This just in… Supremes overturn “Millionaire’s amendment”

Thursday, Jun 26, 2008

*** 10:16 am *** This may get lost in the shuffle because of the gun ruling, but it could greatly impact congressional and US Senate races throughout the country

The Supreme Court has struck down the “millionaire’s amendment” as an unfair way to help opponents of wealthy candidates who spend from their personal fortunes.

The law allows candidates to receive larger contributions when their wealthy opponents spend heavily from their personal fortunes.

The court says by a 5-4 vote that the law violates the First Amendment.

The law was challenged by Jack Davis, a New York Democrat who has so far spent nearly $4 million of his own money in two losing campaigns for Congress and says he will spend another $3 million this year.

* More

The majority overturned both the contribution limits for opponents of affluent candidates and a requirement that millionaires report every $10,000 expenditure within 24 hours. [emphasis added[

* More

At least 24 House candidates have triggered the millionaires’ amendment this cycle. Of those, 10 remain active — while others either lost a primary or dropped out.

In the Senate, at least four candidates had triggered the amendment by April, two of whom are still active.

*** 10:26 am *** The ruling can be viewed at this link.

* From the opinion

This Court has never upheld the constitutionality of a law that imposes
different contribution limits for candidates competing against each other, and it agrees with Davis that this scheme impermissibly burdens his First Amendment right to spend his own money for campaign speech… While BCRA does not impose a cap on a
candidate’s expenditure of personal funds, it imposes an unprecedented penalty on any candidate who robustly exercises that First Amendment right, requiring him to choose between the right to engage in unfettered political speech and subjection to discriminatory fundraising limitations. The resulting drag on First Amendment rights is not constitutional simply because it attaches as a consequence of a statutorily imposed choice.

*** 10:43 am *** And here’s the Court’s message to Congress…

If the normally applicable limits on individual contributions and coordinated party contributions are seriously distorting the electoral process, if they are feeding a “public perception that wealthy people can buy seats in Congress,” and if those limits are not needed in order to combat corruption, then the obvious remedy is to raise or eliminate those limits. But the unprecedented step of imposing different contribution and coordinated party expenditure limits on candidates vying for the same seat is antithetical to the First Amendment.
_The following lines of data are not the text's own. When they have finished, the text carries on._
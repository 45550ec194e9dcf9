//! Diffing through an operator-supplied command.

use crate::error::{Error, Result};
use crate::ports::{CommandRunner, FileSystem};

/// Splits a command line into words with POSIX shell quoting rules.
///
/// # Errors
///
/// Returns [`Error::Config`] for an unterminated quote or escape.
pub fn split_command(line: &str) -> Result<Vec<String>> {
    shell_words::split(line)
        .map_err(|e| Error::Config(format!("invalid diff command {line:?}: {e}")))
}

/// Writes both texts under a scratch directory and returns what `command`
/// prints when given `remote/<target>.json local/<target>.json`.
///
/// The command runs with the scratch directory as its working directory,
/// so the appended paths are relative. The directory is removed on return.
///
/// # Errors
///
/// Returns an error when the command line is empty or unparsable, when the
/// scratch files cannot be written, or when the command cannot be launched
/// or exits non-zero.
pub async fn run(
    commands: &dyn CommandRunner,
    fs: &dyn FileSystem,
    command: &str,
    target: &str,
    remote: &str,
    local: &str,
) -> Result<String> {
    let mut argv = split_command(command)?;
    if argv.is_empty() {
        return Err(Error::Config("diff command is empty".into()));
    }
    let program = argv.remove(0);

    let dir = tempfile::Builder::new()
        .prefix("ecs-reconcile-diff-")
        .tempdir()
        .map_err(|e| Error::io("failed to create diff directory", &e))?;
    let remote_rel = format!("remote/{target}.json");
    let local_rel = format!("local/{target}.json");
    for (rel, text) in [(&remote_rel, remote), (&local_rel, local)] {
        fs.write(&dir.path().join(rel), text)
            .map_err(|e| Error::io(format!("failed to write {rel}"), &e))?;
    }
    argv.push(remote_rel);
    argv.push(local_rel);

    tracing::debug!(program = %program, args = ?argv, "running external diff");
    let output = commands
        .run(&program, &argv, dir.path())
        .await
        .map_err(|e| Error::io(format!("failed to run {program}"), &e))?;
    match output.exit_code {
        Some(0) => Ok(output.stdout),
        Some(code) => Err(Error::Io {
            context: format!("failed to run {program}"),
            message: format!("exit status {code}"),
        }),
        None => Err(Error::Io {
            context: format!("failed to run {program}"),
            message: "terminated by signal".into(),
        }),
    }
}

#[cfg(test)]
mod tests {
    use super::*;
    use crate::adapters::live::{LocalFileSystem, ProcessRunner};

    #[test]
    fn splits_quoted_words() {
        assert_eq!(
            split_command(r#"diff -u --label 'a b' "c \"d\"" e\ f"#).unwrap(),
            vec!["diff", "-u", "--label", "a b", r#"c "d""#, "e f"]
        );
        assert_eq!(split_command("  ").unwrap(), Vec::<String>::new());
        assert_eq!(split_command("''").unwrap(), vec![String::new()]);
    }

    #[test]
    fn rejects_unterminated_quotes() {
        assert!(matches!(split_command("diff 'oops"), Err(Error::Config(_))));
        assert!(matches!(split_command("diff \"oops"), Err(Error::Config(_))));
        assert!(matches!(split_command("diff oops\\"), Err(Error::Config(_))));
    }

    #[tokio::test]
    async fn appends_relative_paths_and_captures_stdout() {
        let out = run(&ProcessRunner, &LocalFileSystem, "cat", "taskdef", "R\n", "L\n")
            .await
            .unwrap();
        assert_eq!(out, "R\nL\n");
    }

    #[tokio::test]
    async fn passes_extra_arguments_before_paths() {
        let out = run(&ProcessRunner, &LocalFileSystem, "echo target", "service", "", "")
            .await
            .unwrap();
        assert_eq!(out, "target remote/service.json local/service.json\n");
    }

    #[tokio::test]
    async fn non_zero_exit_is_an_error() {
        let err = run(&ProcessRunner, &LocalFileSystem, "false", "taskdef", "", "")
            .await
            .unwrap_err();
        assert_eq!(err.to_string(), "failed to run false: exit status 1");
    }

    #[tokio::test]
    async fn empty_command_is_rejected() {
        let err = run(&ProcessRunner, &LocalFileSystem, " ", "taskdef", "", "").await.unwrap_err();
        assert!(matches!(err, Error::Config(_)));
    }
}
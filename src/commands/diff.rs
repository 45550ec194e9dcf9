//! `ecs-reconcile diff` command.

use std::io::Write;

use crate::cli::DiffArgs;
use crate::config::Config;
use crate::context::ServiceContext;
use crate::diff::{DiffEngine, DiffOptions, DiffPresentation, DiffReport};
use crate::error::{Error, Result};
use crate::loader::DefinitionLoader;
use crate::model::Service;
use crate::ports::{ApiError, DescribedTaskDefinition};

fn presentation(args: &DiffArgs) -> DiffPresentation {
    match args.external.as_deref().map(str::trim) {
        Some(command) if !command.is_empty() => DiffPresentation::External(command.to_string()),
        _ if args.no_unified => DiffPresentation::Simple,
        _ => DiffPresentation::Unified,
    }
}

fn found<T>(result: std::result::Result<T, ApiError>, context: String) -> Result<Option<T>> {
    match result {
        Ok(value) => Ok(Some(value)),
        Err(ApiError::NotFound(_)) => Ok(None),
        Err(e) => Err(Error::api(context, e)),
    }
}

fn emit(out: &mut (dyn Write + Send), report: &DiffReport) -> Result<()> {
    if report.changed {
        out.write_all(report.text.as_bytes())
            .map_err(|e| Error::io("failed to write diff", &e))?;
    }
    Ok(())
}

/// Execute the `diff` command, writing any differences to `out`.
///
/// The service is compared first when a service definition is configured.
/// The task definition is then compared against the revision the service
/// runs, or the latest revision of its family when there is no service.
///
/// # Errors
///
/// Returns an error if a definition cannot be loaded, a remote lookup fails
/// for a reason other than absence, or rendering fails.
pub async fn run(
    services: &ServiceContext,
    config: &Config,
    args: &DiffArgs,
    color: bool,
    out: &mut (dyn Write + Send),
) -> Result<()> {
    let engine = DiffEngine::new(services, DiffOptions { presentation: presentation(args), color });
    let loader = DefinitionLoader::new(services);
    let local_td = loader.task_definition(&config.task_definition)?;

    let mut deployed_td = None;
    if let Some(path) = &config.service_definition {
        let local_sv = loader.service(path)?;
        let name = service_name(config, &local_sv)?;
        tracing::info!(cluster = %config.cluster, service = %name, "comparing service");
        let remote_sv = found(
            services.ecs.describe_service(&config.cluster, &name).await,
            format!("failed to describe service {name}"),
        )?;
        deployed_td = remote_sv.as_ref().and_then(|s| s.task_definition.clone());
        let report = engine.services(local_sv, remote_sv, &path.display().to_string()).await?;
        emit(out, &report)?;
    }

    let remote_arn = match (deployed_td, local_td.family.as_deref()) {
        (Some(arn), _) => Some(arn),
        (None, Some(family)) => found(
            services.ecs.latest_task_definition_arn(family).await,
            format!("failed to list task definitions of {family}"),
        )?,
        (None, None) => None,
    };
    let remote_td: Option<DescribedTaskDefinition> = match remote_arn {
        Some(arn) => {
            tracing::info!(task_definition = %arn, "comparing task definition");
            found(
                services.ecs.describe_task_definition(&arn).await,
                format!("failed to describe task definition {arn}"),
            )?
        }
        None => None,
    };
    let label = config.task_definition.display().to_string();
    let report = engine.task_definitions(local_td, remote_td.as_ref(), &label).await?;
    emit(out, &report)
}

fn service_name(config: &Config, local: &Service) -> Result<String> {
    config.service.clone().or_else(|| local.service_name.clone()).ok_or_else(|| {
        Error::Config("service name is not defined in config or service definition".into())
    })
}
//! Log delivery port.

use async_trait::async_trait;

use super::ApiError;

/// One log event.
#[derive(Debug, Clone, PartialEq, Eq)]
pub struct LogEvent {
    /// Message body.
    pub message: String,
    /// Milliseconds since the Unix epoch.
    pub timestamp: i64,
}

/// CloudWatch Logs.
#[async_trait]
pub trait LogsApi: Send + Sync {
    /// Creates a log group.
    ///
    /// # Errors
    ///
    /// Returns [`ApiError::AlreadyExists`] when the group exists.
    async fn create_log_group(&self, group: &str) -> Result<(), ApiError>;

    /// Creates a log stream in a group.
    ///
    /// # Errors
    ///
    /// Returns an error when the group is missing or access is denied.
    async fn create_log_stream(&self, group: &str, stream: &str) -> Result<(), ApiError>;

    /// Writes events to a stream.
    ///
    /// # Errors
    ///
    /// Returns an error when the stream is missing or access is denied.
    async fn put_log_events(
        &self,
        group: &str,
        stream: &str,
        events: &[LogEvent],
    ) -> Result<(), ApiError>;
}
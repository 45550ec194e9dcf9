//! Loading local task and service definitions.
//!
//! Files ending in `.yaml` or `.yml` are read as YAML, everything else as
//! JSON. All reads go through the `FileSystem` port.

use std::path::Path;

use serde::de::DeserializeOwned;
use serde_json::Value;

use crate::context::ServiceContext;
use crate::error::{Error, Result};
use crate::model::{Service, TaskDefinition};
use crate::ports::FileSystem;

/// Reads definitions from local files.
pub struct DefinitionLoader<'a> {
    fs: &'a dyn FileSystem,
}

impl<'a> DefinitionLoader<'a> {
    /// Creates a loader reading through `services.fs`.
    #[must_use]
    pub fn new(services: &'a ServiceContext) -> Self {
        Self { fs: services.fs.as_ref() }
    }

    /// Loads a task definition in its registrable form.
    ///
    /// A document wrapped as `{"taskDefinition": {...}}` is unwrapped, and
    /// server-assigned fields are dropped.
    ///
    /// # Errors
    ///
    /// Returns an error when the file cannot be read or is not a task
    /// definition.
    pub fn task_definition(&self, path: &Path) -> Result<TaskDefinition> {
        let mut doc = self.document(path)?;
        if let Some(inner) = doc.get_mut("taskDefinition").map(Value::take) {
            doc = inner;
        }
        let mut td: TaskDefinition = decode(path, doc)?;
        let tags = std::mem::take(&mut td.tags);
        Ok(td.into_register_input(tags))
    }

    /// Loads a service definition.
    ///
    /// # Errors
    ///
    /// Returns an error when the file cannot be read or is not a service
    /// definition.
    pub fn service(&self, path: &Path) -> Result<Service> {
        let doc = self.document(path)?;
        decode(path, doc)
    }

    fn document(&self, path: &Path) -> Result<Value> {
        let text = self
            .fs
            .read_to_string(path)
            .map_err(|e| Error::io(format!("failed to read {}", path.display()), &e))?;
        let yaml = matches!(path.extension().and_then(|e| e.to_str()), Some("yaml" | "yml"));
        let parsed = if yaml {
            serde_yaml::from_str(&text).map_err(|e| e.to_string())
        } else {
            serde_json::from_str(&text).map_err(|e| e.to_string())
        };
        parsed.map_err(|e| Error::Config(format!("failed to parse {}: {e}", path.display())))
    }
}

fn decode<T: DeserializeOwned>(path: &Path, doc: Value) -> Result<T> {
    serde_json::from_value(doc)
        .map_err(|e| Error::Config(format!("invalid definition in {}: {e}", path.display())))
}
- Posted by Rich Miller   13 Comments      


This just in… Supremes rule on guns *** Daley suggests requring extensive insurance for handgun owners *** Rifle Association files suit against Chicago ban ***

Thursday, Jun 26, 2008

*** I strongly recommend that you read this excellent SCOTUS Blog post and this one all the way through before commenting. Thanks. ***

*******************************

* 9:51 am - This could get interesting

Chicago’s handgun ban, which has lasted for more than a quarter-century, came under threat Thursday when the Supreme Court decided that Washington D.C.’s law against handgun ownership is unconstitutional.

In a 5-4 decision, the high court determined that Americans have the right to own guns for self-defense as well as hunting. The decision, which had been expected, is a win for gun rights advocates and provides a better definition of the rights of Americans to own firearms.

Illinois gun-rights activists have said they expect to mount a quick legal challenge to the Chicago Weapons Ordinance.

It was the first time in nearly 70 years that the court had taken up broad questions about the 2nd Amendment’s protections of the right to bear arms. The city of Chicago, which has had its own ban on handgun ownership since 1982, had filed a brief with the court in support of the ban in January.


* 10:06 M -
The opinion can be read here.

More

Justice Scalia’s opinion stressed that the Court was not casting doubt on long-standing bans on carrying a concealed gun or on gun possession by felons or the mentally retarded, on laws barring guns from schools or government buildings, and laws putting conditions on gun sales.

* More

The Second Amendment protects an individual right to possess a firearm unconnected with service in a militia, and to use that arm for traditionally lawful purposes, such as self-defense within the home […]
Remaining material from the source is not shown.